Print the first line of the records below and every line after it, up to and including the line with "pub const BROADCAST_RT: u8 = 31;". Print nothing else.

(Collected data entries)
'''

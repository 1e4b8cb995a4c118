//! MIL-STD-1553B word decoder.
//!
//! Pure functions only: turning a spreadsheet cell into a word value, and a
//! word value into its command or status fields. Nothing here logs or
//! allocates beyond the returned values.
//!
//! Field layout (bit 15 is the most significant bit):
//!
//! ```text
//! command word: | RT addr 15-11 | T/R 10 | subaddress 9-5 | word count / mode code 4-0 |
//! status word:  | RT addr 15-11 | ME 10 | INS 9 | SR 8 | reserved 7-5 | BCR 4 | BUSY 3 | SF 2 | DBCA 1 | TF 0 |
//! ```

use serde::Serialize;

use crate::error::DecodeError;
use crate::models::{Anomaly, AnomalyType, Cell, Severity};

/// Broadcast RT address (all ones).
pub const BROADCAST_RT: u8 = 31;

/// One bus word is 16 bits wide.
const WORD_MASK: i128 = 0xFFFF;
const WORD_MODULUS: f64 = 65536.0;

const RT_SHIFT: u32 = 11;
const FIVE_BITS: u32 = 0x1F;

const CW_TRANSMIT_BIT: u32 = 1 << 10;
const CW_SA_SHIFT: u32 = 5;

const SW_MESSAGE_ERROR: u32 = 1 << 10;
const SW_INSTRUMENTATION: u32 = 1 << 9;
const SW_SERVICE_REQUEST: u32 = 1 << 8;
const SW_BROADCAST_RECEIVED: u32 = 1 << 4;
const SW_BUSY: u32 = 1 << 3;
const SW_SUBSYSTEM_FLAG: u32 = 1 << 2;
const SW_DYNAMIC_BUS_CONTROL: u32 = 1 << 1;
const SW_TERMINAL_FLAG: u32 = 1;

// ---

/// Result of decoding one word cell.
///
/// `Absent` and `Malformed` are both "no value" for statistics, but they are
/// kept apart so a blank cell is never confused with garbage, and neither is
/// ever confused with a legitimate zero word.
#[derive(Debug, Clone, PartialEq, Eq)]
pub enum WordValue {
    Present(u32),
    Absent,
    Malformed(DecodeError),
}

impl WordValue {
    // ---
    pub fn value(&self) -> Option<u32> {
        match self {
            WordValue::Present(v) => Some(*v),
            _ => None,
        }
    }

    pub fn is_present(&self) -> bool {
        matches!(self, WordValue::Present(_))
    }
}

/// Decode a cell into a word value.
///
/// Strategies are tried in a fixed order and the first that applies decides:
/// 1. blank cells (null, NaN, or text `""`/`nan`/`null`/`none`) are absent
/// 2. integers are taken as-is
/// 3. floats are truncated toward zero
/// 4. text with a `0x`/`0X` prefix is parsed base 16
/// 5. other integer text is parsed base 10
/// 6. any other text is parsed as a decimal number and truncated
///
/// Every numeric form is reduced to its low 16 bits (two's complement for
/// negatives): captured hardware words may carry extra bits, which are
/// masked, never rejected. Only text that is not a number is malformed.
pub fn decode_word(cell: &Cell) -> WordValue {
    // ---
    match cell {
        Cell::Null => WordValue::Absent,
        Cell::Bool(_) => WordValue::Malformed(DecodeError::UnsupportedType("bool")),
        Cell::Int(i) => WordValue::Present(mask_i128(i128::from(*i))),
        Cell::Float(f) => from_f64(*f, || f.to_string()),
        Cell::Text(s) => decode_text(s),
    }
}

/// Decode an optional cell, treating a missing cell like a blank one.
pub fn decode_opt(cell: Option<&Cell>) -> WordValue {
    cell.map_or(WordValue::Absent, decode_word)
}

fn decode_text(raw: &str) -> WordValue {
    // ---
    let s = raw.trim();
    if is_blank_marker(s) {
        return WordValue::Absent;
    }

    if let Some(hex) = s.strip_prefix("0x").or_else(|| s.strip_prefix("0X")) {
        if hex.is_empty() || !hex.bytes().all(|b| b.is_ascii_hexdigit()) {
            return WordValue::Malformed(DecodeError::Malformed(raw.to_string()));
        }
        // the low 16 bits are the last four hex digits
        let low = &hex[hex.len().saturating_sub(4)..];
        return match u32::from_str_radix(low, 16) {
            Ok(v) => WordValue::Present(v),
            Err(_) => WordValue::Malformed(DecodeError::Malformed(raw.to_string())),
        };
    }

    if let Ok(v) = s.parse::<i128>() {
        return WordValue::Present(mask_i128(v));
    }

    match s.parse::<f64>() {
        Ok(f) => from_f64(f, || raw.to_string()),
        Err(_) => WordValue::Malformed(DecodeError::Malformed(raw.to_string())),
    }
}

fn is_blank_marker(s: &str) -> bool {
    s.is_empty()
        || s.eq_ignore_ascii_case("nan")
        || s.eq_ignore_ascii_case("null")
        || s.eq_ignore_ascii_case("none")
}

fn mask_i128(v: i128) -> u32 {
    (v & WORD_MASK) as u32
}

fn from_f64(v: f64, shown: impl Fn() -> String) -> WordValue {
    // ---
    if v.is_nan() {
        return WordValue::Absent;
    }
    if v.is_infinite() {
        return WordValue::Malformed(DecodeError::NotFinite(shown()));
    }
    // rem_euclid keeps negatives in two's complement order: -1.0 -> 0xFFFF
    WordValue::Present(v.trunc().rem_euclid(WORD_MODULUS) as u32)
}

// ---

/// Fields of a command word.
#[derive(Debug, Clone, Copy, PartialEq, Eq, Serialize)]
pub struct DecodedCommandWord {
    pub rt_address: u8,
    pub transmit_flag: bool,
    pub subaddress: u8,
    /// Raw 5-bit field: a word count (0 meaning 32) or, for mode commands,
    /// the mode code.
    pub word_count: u8,
    pub is_mode_command: bool,
}

impl DecodedCommandWord {
    /// Number of data words this command moves.
    ///
    /// Mode codes 16..=31 carry one data word, 0..=15 carry none.
    pub fn data_word_count(&self) -> usize {
        // ---
        if self.is_mode_command {
            usize::from(self.word_count >= 16)
        } else if self.word_count == 0 {
            32
        } else {
            usize::from(self.word_count)
        }
    }
}

/// Split a command word into its fields.
pub fn decode_command_word(value: u32) -> DecodedCommandWord {
    // ---
    let subaddress = ((value >> CW_SA_SHIFT) & FIVE_BITS) as u8;
    DecodedCommandWord {
        rt_address: ((value >> RT_SHIFT) & FIVE_BITS) as u8,
        transmit_flag: value & CW_TRANSMIT_BIT != 0,
        subaddress,
        word_count: (value & FIVE_BITS) as u8,
        is_mode_command: subaddress == 0 || subaddress == 31,
    }
}

/// Protocol violations carried by one decoded command word.
///
/// `label` names the column the word came from (e.g. `CW1`).
pub fn command_word_violations(cw: &DecodedCommandWord, label: &str) -> Vec<Anomaly> {
    // ---
    let mut found = Vec::new();

    if cw.rt_address == BROADCAST_RT && cw.transmit_flag {
        found.push(Anomaly::new(
            AnomalyType::CommandWordError,
            Severity::High,
            format!("{label}: invalid broadcast transmit command (RT 31 with transmit bit set)"),
        ));
    }

    if cw.is_mode_command {
        let mode_code = cw.word_count;
        if mode_code > 31 {
            found.push(Anomaly::new(
                AnomalyType::CommandWordError,
                Severity::Moderate,
                format!("{label}: invalid mode code {mode_code}"),
            ));
        }
    } else {
        let words = if cw.word_count == 0 { 32 } else { u32::from(cw.word_count) };
        if words > 32 {
            found.push(Anomaly::new(
                AnomalyType::CommandWordError,
                Severity::High,
                format!("{label}: invalid word count {words}"),
            ));
        }
    }

    found
}

// ---

/// Fields of a status word.
#[derive(Debug, Clone, Copy, PartialEq, Eq, Serialize)]
pub struct DecodedStatusWord {
    pub rt_address: u8,
    pub message_error: bool,
    pub instrumentation: bool,
    pub service_request: bool,
    pub broadcast_received: bool,
    pub busy: bool,
    pub subsystem_flag: bool,
    pub dynamic_bus_control: bool,
    pub terminal_flag: bool,
}

/// Split a status word into its fields.
pub fn decode_status_word(value: u32) -> DecodedStatusWord {
    // ---
    DecodedStatusWord {
        rt_address: ((value >> RT_SHIFT) & FIVE_BITS) as u8,
        message_error: value & SW_MESSAGE_ERROR != 0,
        instrumentation: value & SW_INSTRUMENTATION != 0,
        service_request: value & SW_SERVICE_REQUEST != 0,
        broadcast_received: value & SW_BROADCAST_RECEIVED != 0,
        busy: value & SW_BUSY != 0,
        subsystem_flag: value & SW_SUBSYSTEM_FLAG != 0,
        dynamic_bus_control: value & SW_DYNAMIC_BUS_CONTROL != 0,
        terminal_flag: value & SW_TERMINAL_FLAG != 0,
    }
}

/// Outcome of classifying one status word.
#[derive(Debug, Clone, Copy, PartialEq, Eq)]
pub enum StatusClass {
    MessageError,
    Busy,
    ServiceRequest,
    Normal,
}

impl StatusClass {
    /// Severity and description for the non-normal classes.
    pub fn finding(self) -> Option<(AnomalyType, Severity, &'static str)> {
        // ---
        match self {
            StatusClass::MessageError => Some((
                AnomalyType::StatusError,
                Severity::Critical,
                "Message Error detected",
            )),
            StatusClass::Busy => Some((AnomalyType::StatusWarning, Severity::Moderate, "Terminal Busy")),
            StatusClass::ServiceRequest => Some((
                AnomalyType::StatusWarning,
                Severity::Low,
                "Service Request",
            )),
            StatusClass::Normal => None,
        }
    }
}

/// First matching class wins: message error, then busy, then service request.
pub fn classify_status(sw: &DecodedStatusWord) -> StatusClass {
    // ---
    if sw.message_error {
        StatusClass::MessageError
    } else if sw.busy {
        StatusClass::Busy
    } else if sw.service_request {
        StatusClass::ServiceRequest
    } else {
        StatusClass::Normal
    }
}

'''

▶ _Solution for this problem_:
repository 1e4b8cb995a4c118
//! MIL-STD-1553B word decoder.
//!
//! Pure functions only: turning a spreadsheet cell into a word value, and a
//! word value into its command or status fields. Nothing here logs or
//! allocates beyond the returned values.
//!
//! Field layout (bit 15 is the most significant bit):
//!
//! ```text
//! command word: | RT addr 15-11 | T/R 10 | subaddress 9-5 | word count / mode code 4-0 |
//! status word:  | RT addr 15-11 | ME 10 | INS 9 | SR 8 | reserved 7-5 | BCR 4 | BUSY 3 | SF 2 | DBCA 1 | TF 0 |
//! ```

use serde::Serialize;

use crate::error::DecodeError;
use crate::models::{Anomaly, AnomalyType, Cell, Severity};

/// Broadcast RT address (all ones).
pub const BROADCAST_RT: u8 = 31;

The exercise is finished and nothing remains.